続いては洋楽について紹介したい。洋楽に関しては、かなり極めの音楽を中心に選んだ。普通のレンタル店やCDショップではおそらく手に入らない楽曲だと思う。

 

I Bisacquei/Kalooky
アイ・ビサキュイー(?)は、何と読めばいいのか良くわからないアーティストだ。その素性は日本語で検索してもほとんど引っかからず、数少ない情報を辿っても「イタリアの匿名ファンクバンドであると思われる」という程度の情報しかない。狂ったオルガンを中心としたヘビーなファンクだが、後半のグルーブ感がすさまじい超名曲であるのは確か。ちなみに収録されているもう片方の楽曲、One more rainy dayもマジで最高。

 


Inaditas / Diane Denoir-Eduardo Mateo 

ウルグアイボサノヴァの至宝、ディアネ・デノイールとエドゥアルド・マテオの未発表音源集。どうやら彼らはファナ・モリーナ(!)の師匠的存在らしいのだが、詳細は不明。

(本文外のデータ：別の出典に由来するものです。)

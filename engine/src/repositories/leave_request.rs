//! Leave request repository.
//!
//! Creation and approval are the two write paths with concurrency
//! obligations (per-employee serialization and single-shot state
//! transitions); both run as single transactions here so the service
//! layer never sees a half-applied mutation.

use async_trait::async_trait;
use chrono::{DateTime, Datelike, NaiveDate, Utc};
use sqlx::PgPool;

use crate::error::EngineError;
use crate::models::leave::{LeaveRequest, LeaveStatus};
use crate::repositories::transaction::{
    begin_transaction, commit_transaction, rollback_transaction,
};
use crate::types::{EmployeeId, LeaveBalanceId, LeaveRequestId};

const COLUMNS: &str = "id, employee_id, leave_type, start_date, end_date, is_half_day, \
     half_day_type, total_days, reason, document_url, status, approved_by, approved_at, \
     rejection_reason, manager_email, manager_notified, notification_sent_at, \
     emergency_contact, emergency_phone, created_at, updated_at";

/// Repository trait for LeaveRequest operations.
///
/// Designed to be mocked with mockall in service tests.
#[cfg_attr(test, mockall::automock)]
#[async_trait]
pub trait LeaveRequestRepositoryTrait: Send + Sync {
    /// Find a leave request by ID.
    async fn find_by_id(&self, db: &PgPool, id: LeaveRequestId)
        -> Result<LeaveRequest, EngineError>;

    /// All requests for an employee, newest first.
    async fn find_by_employee(
        &self,
        db: &PgPool,
        employee_id: EmployeeId,
    ) -> Result<Vec<LeaveRequest>, EngineError>;

    /// First pending/approved request intersecting [start, end], if any.
    async fn find_overlapping(
        &self,
        db: &PgPool,
        employee_id: EmployeeId,
        start_date: NaiveDate,
        end_date: NaiveDate,
    ) -> Result<Option<LeaveRequest>, EngineError>;

    /// Approved requests intersecting [start, end] (timesheet aggregation).
    async fn find_approved_overlapping(
        &self,
        db: &PgPool,
        employee_id: EmployeeId,
        start_date: NaiveDate,
        end_date: NaiveDate,
    ) -> Result<Vec<LeaveRequest>, EngineError>;

    /// Insert a pending request, serialized per employee.
    ///
    /// Takes an advisory transaction lock on the employee and re-checks
    /// overlap under it: of two concurrent overlapping submissions exactly
    /// one commits, the other gets `OverlappingRequest`.
    async fn insert_pending(
        &self,
        db: &PgPool,
        item: &LeaveRequest,
    ) -> Result<LeaveRequest, EngineError>;

    /// Approve a pending request and reserve the days on the balance.
    ///
    /// The status flip and the `pending` increment commit together; a
    /// missing balance row is created zeroed. Returns the number of
    /// requests transitioned (0 when the request was not pending).
    async fn approve_and_reserve(
        &self,
        db: &PgPool,
        id: LeaveRequestId,
        approver_id: EmployeeId,
        timestamp: DateTime<Utc>,
    ) -> Result<u64, EngineError>;

    /// Reject a pending request. Returns rows transitioned.
    async fn reject(
        &self,
        db: &PgPool,
        id: LeaveRequestId,
        approver_id: EmployeeId,
        reason: Option<String>,
        timestamp: DateTime<Utc>,
    ) -> Result<u64, EngineError>;

    /// Cancel a pending request, owner only. Returns rows transitioned.
    async fn cancel(
        &self,
        db: &PgPool,
        id: LeaveRequestId,
        employee_id: EmployeeId,
        timestamp: DateTime<Utc>,
    ) -> Result<u64, EngineError>;

    /// Record that the manager notification went out.
    async fn mark_manager_notified(
        &self,
        db: &PgPool,
        id: LeaveRequestId,
        manager_email: &str,
        timestamp: DateTime<Utc>,
    ) -> Result<u64, EngineError>;
}

/// Concrete sqlx/Postgres implementation.
#[derive(Debug, Default, Clone, Copy)]
pub struct LeaveRequestRepository;

impl LeaveRequestRepository {
    pub fn new() -> Self {
        Self
    }
}

/// Advisory-lock key derived from the employee UUID: all writers touching
/// one employee's requests contend on the same key.
fn employee_lock_key(employee_id: EmployeeId) -> i64 {
    let uuid: uuid::Uuid = employee_id.into();
    let bytes = uuid.as_bytes();
    let mut prefix = [0u8; 8];
    prefix.copy_from_slice(&bytes[..8]);
    i64::from_le_bytes(prefix)
}

#[async_trait]
impl LeaveRequestRepositoryTrait for LeaveRequestRepository {
    async fn find_by_id(
        &self,
        db: &PgPool,
        id: LeaveRequestId,
    ) -> Result<LeaveRequest, EngineError> {
        let query = format!("SELECT {} FROM leave_requests WHERE id = $1", COLUMNS);
        sqlx::query_as::<_, LeaveRequest>(&query)
            .bind(id)
            .fetch_optional(db)
            .await?
            .ok_or_else(|| EngineError::NotFound("leave request".into()))
    }

    async fn find_by_employee(
        &self,
        db: &PgPool,
        employee_id: EmployeeId,
    ) -> Result<Vec<LeaveRequest>, EngineError> {
        let query = format!(
            "SELECT {} FROM leave_requests WHERE employee_id = $1 ORDER BY created_at DESC",
            COLUMNS
        );
        let rows = sqlx::query_as::<_, LeaveRequest>(&query)
            .bind(employee_id)
            .fetch_all(db)
            .await?;
        Ok(rows)
    }

    async fn find_overlapping(
        &self,
        db: &PgPool,
        employee_id: EmployeeId,
        start_date: NaiveDate,
        end_date: NaiveDate,
    ) -> Result<Option<LeaveRequest>, EngineError> {
        let query = format!(
            "SELECT {} FROM leave_requests \
             WHERE employee_id = $1 AND status IN ('pending', 'approved') \
               AND start_date <= $3 AND end_date >= $2 \
             ORDER BY start_date LIMIT 1",
            COLUMNS
        );
        let row = sqlx::query_as::<_, LeaveRequest>(&query)
            .bind(employee_id)
            .bind(start_date)
            .bind(end_date)
            .fetch_optional(db)
            .await?;
        Ok(row)
    }

    async fn find_approved_overlapping(
        &self,
        db: &PgPool,
        employee_id: EmployeeId,
        start_date: NaiveDate,
        end_date: NaiveDate,
    ) -> Result<Vec<LeaveRequest>, EngineError> {
        let query = format!(
            "SELECT {} FROM leave_requests \
             WHERE employee_id = $1 AND status = 'approved' \
               AND start_date <= $3 AND end_date >= $2 \
             ORDER BY start_date",
            COLUMNS
        );
        let rows = sqlx::query_as::<_, LeaveRequest>(&query)
            .bind(employee_id)
            .bind(start_date)
            .bind(end_date)
            .fetch_all(db)
            .await?;
        Ok(rows)
    }

    async fn insert_pending(
        &self,
        db: &PgPool,
        item: &LeaveRequest,
    ) -> Result<LeaveRequest, EngineError> {
        let mut tx = begin_transaction(db).await?;

        sqlx::query("SELECT pg_advisory_xact_lock($1)")
            .bind(employee_lock_key(item.employee_id))
            .execute(&mut *tx)
            .await?;

        // Overlap re-check under the lock closes the submit race.
        let conflicting: Option<LeaveRequestId> = sqlx::query_scalar(
            "SELECT id FROM leave_requests \
             WHERE employee_id = $1 AND status IN ('pending', 'approved') \
               AND start_date <= $3 AND end_date >= $2 \
             ORDER BY start_date LIMIT 1",
        )
        .bind(item.employee_id)
        .bind(item.start_date)
        .bind(item.end_date)
        .fetch_optional(&mut *tx)
        .await?;

        if let Some(conflicting_id) = conflicting {
            rollback_transaction(tx).await?;
            return Err(EngineError::OverlappingRequest { conflicting_id });
        }

        let query = format!(
            "INSERT INTO leave_requests ({}) \
             VALUES ($1, $2, $3, $4, $5, $6, $7, $8, $9, $10, $11, $12, $13, $14, $15, $16, \
                     $17, $18, $19, $20, $21) \
             RETURNING {}",
            COLUMNS, COLUMNS
        );
        let row = sqlx::query_as::<_, LeaveRequest>(&query)
            .bind(item.id)
            .bind(item.employee_id)
            .bind(item.leave_type)
            .bind(item.start_date)
            .bind(item.end_date)
            .bind(item.is_half_day)
            .bind(item.half_day_type)
            .bind(item.total_days)
            .bind(&item.reason)
            .bind(&item.document_url)
            .bind(item.status)
            .bind(item.approved_by)
            .bind(item.approved_at)
            .bind(&item.rejection_reason)
            .bind(&item.manager_email)
            .bind(item.manager_notified)
            .bind(item.notification_sent_at)
            .bind(&item.emergency_contact)
            .bind(&item.emergency_phone)
            .bind(item.created_at)
            .bind(item.updated_at)
            .fetch_one(&mut *tx)
            .await?;

        commit_transaction(tx).await?;
        Ok(row)
    }

    async fn approve_and_reserve(
        &self,
        db: &PgPool,
        id: LeaveRequestId,
        approver_id: EmployeeId,
        timestamp: DateTime<Utc>,
    ) -> Result<u64, EngineError> {
        let mut tx = begin_transaction(db).await?;

        let approved = sqlx::query_as::<_, LeaveRequest>(&format!(
            "UPDATE leave_requests \
             SET status = $1, approved_by = $2, approved_at = $3, updated_at = $3 \
             WHERE id = $4 AND status = 'pending' \
             RETURNING {}",
            COLUMNS
        ))
        .bind(LeaveStatus::Approved)
        .bind(approver_id)
        .bind(timestamp)
        .bind(id)
        .fetch_optional(&mut *tx)
        .await?;

        let Some(request) = approved else {
            rollback_transaction(tx).await?;
            return Ok(0);
        };

        // Reserve the days for the year the leave starts in. The upsert
        // creates a zeroed row when none exists, so approval never fails
        // on a missing balance.
        sqlx::query(
            "INSERT INTO leave_balances \
                 (id, employee_id, year, leave_type, entitlement, carried_forward, used, \
                  pending, adjustment, adjustment_reason, offset_days_used, created_at, updated_at) \
             VALUES ($1, $2, $3, $4, 0, 0, 0, $5, 0, NULL, 0, $6, $6) \
             ON CONFLICT (employee_id, year, leave_type) \
             DO UPDATE SET pending = leave_balances.pending + EXCLUDED.pending, updated_at = $6",
        )
        .bind(LeaveBalanceId::new())
        .bind(request.employee_id)
        .bind(request.start_date.year())
        .bind(request.leave_type)
        .bind(request.total_days)
        .bind(timestamp)
        .execute(&mut *tx)
        .await?;

        commit_transaction(tx).await?;
        Ok(1)
    }

    async fn reject(
        &self,
        db: &PgPool,
        id: LeaveRequestId,
        approver_id: EmployeeId,
        reason: Option<String>,
        timestamp: DateTime<Utc>,
    ) -> Result<u64, EngineError> {
        let result = sqlx::query(
            "UPDATE leave_requests \
             SET status = $1, approved_by = $2, rejection_reason = $3, updated_at = $4 \
             WHERE id = $5 AND status = 'pending'",
        )
        .bind(LeaveStatus::Rejected)
        .bind(approver_id)
        .bind(reason)
        .bind(timestamp)
        .bind(id)
        .execute(db)
        .await?;
        Ok(result.rows_affected())
    }

    async fn cancel(
        &self,
        db: &PgPool,
        id: LeaveRequestId,
        employee_id: EmployeeId,
        timestamp: DateTime<Utc>,
    ) -> Result<u64, EngineError> {
        let result = sqlx::query(
            "UPDATE leave_requests SET status = $1, updated_at = $2 \
             WHERE id = $3 AND employee_id = $4 AND status = 'pending'",
        )
        .bind(LeaveStatus::Cancelled)
        .bind(timestamp)
        .bind(id)
        .bind(employee_id)
        .execute(db)
        .await?;
        Ok(result.rows_affected())
    }

    async fn mark_manager_notified(
        &self,
        db: &PgPool,
        id: LeaveRequestId,
        manager_email: &str,
        timestamp: DateTime<Utc>,
    ) -> Result<u64, EngineError> {
        let result = sqlx::query(
            "UPDATE leave_requests \
             SET manager_email = $1, manager_notified = TRUE, notification_sent_at = $2, \
                 updated_at = $2 \
             WHERE id = $3",
        )
        .bind(manager_email)
        .bind(timestamp)
        .bind(id)
        .execute(db)
        .await?;
        Ok(result.rows_affected())
    }
}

楽曲もいいが、ディアネ・デノイールの声も素晴らしい。ボサノヴァをあまり聞かない人が、ボサノヴァを好きになるのではと思うくらいに。

 


The Glitterhouse/Barbarella

バーバレラという1968年のSF映画のオープニング曲で、担当したのはThe Glitterhouseというロックバンドである。もう気付いた方もいるかと思うが、60年代といえばソフトロックだ。このポップな楽曲に乗せてジェーン・フォンダが宇宙服を脱ぐという奇妙な(そして最高な)オープニングがとても有名。ちなみに、この「美女が宇宙服を脱ぐ」というシーンは、ゼロ・グラビティでもオマージュされている。

 

1:25くらいからが該当シーン

 


The Black on White Affair / Auld Lang Syne

蛍の光」をファンクにしたという珍曲。そもそも蛍の光の原曲はスコットランド民謡なので、そちらをファンクにしたといった方がいいだろうけど。最初は蛍の光そのままなのだが、徐々にファンクに変貌していく。

 

Zapp & Roger / Doo Wa Ditty (Blow That Thing)

最後はめちゃめちゃ有名だけど、Zapp!から一曲。そろそろ私がファンクにかなりハマっていることが分かってきただろうか。文章を書くのが面倒になってきたわけではないが、Zapp!は別にどうこういう必要もないくらいとにかく良い。

 

 

Apple Musicの爆誕により、貧困な我々でも数万の曲をiPodなどに入れて簡単に持ち運ぶことができるようになった。金持ちの道楽であった何万曲を超える単位での音楽収集が、月額1000円で可能になってしまったのだ。数万曲の音楽がパソコンに入っていることを自慢するような時代は既に終わり、所有欲を追求する必要はもうなくなった。そして、ただ純粋に良い曲を掘削できる時代が始まったというわけだ。